Abraxas frowned at this.

"We can, however, schedule an appointment for you in a week to get a permanent crown in place. And while you're here, we can also see about filling in some of those cavities and eventually perform a root canal on that one molar of yours in the back."

"Sounds all well and good, lassie," he smirked at her, "You know, I've been told in the past that I've got quite the panty-dropping smile.

"Please, Mr. Malfoy, refrain from being crude and must you insist on calling me these endearments? We are in a professional setting and must act like it."

"Sure, sure, lo-Dr. Granger," he quickly corrected, seeing the stern look on her face. Hermione escorted him out of the examination room and to the front desk, where Cho took down his personal information and insurance information. Hermione retrieved her bag from behind the desk and bid Cho a good night before exiting the building and heading towards her car.

"Hey doc! Wait up!" she heard the English accent from across the lot. She turned to face the crazy man.

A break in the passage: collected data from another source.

pub mod comments;
pub mod config;
pub mod error;
pub mod text;
pub mod types;

pub use config::{Config, load_config, parse_config};
pub use error::{Error, Result};
pub use types::*;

"Once again, I really appreciate you taking me in."

"It's no problem, Mr. Malfoy. Just doing my job."

"Please, call me Abraxas, luv," he grinned, dimples denting in his cheeks, "And allow me to repay you in more ways than just my insurance number. I really am a hairstylist and–"

"Mr. Malfoy, if this has anything to do with the state of my hair, then you should stop while you are ahead."

"Don't be that way, lass! I could do wonders for you! Here, take my card. When you decide you want to finally tame that mane of yours, just pop on over. No appointment need. I usually work most days so feel obliged to swing on by," he offered, winking at her as he slid a business card into her hand.

Hermione sighed and accepted the card.

The blonde man offered her another one of his large toothy grins before cursing, "Shite! I'm late for my date! So long, doc!"

And with that, the oddball disappeared around the corner of the building and Hermione got into her car, braving herself for a long night ahead of fake smiles and restrained hatred for a certain redhead and his idiot bride.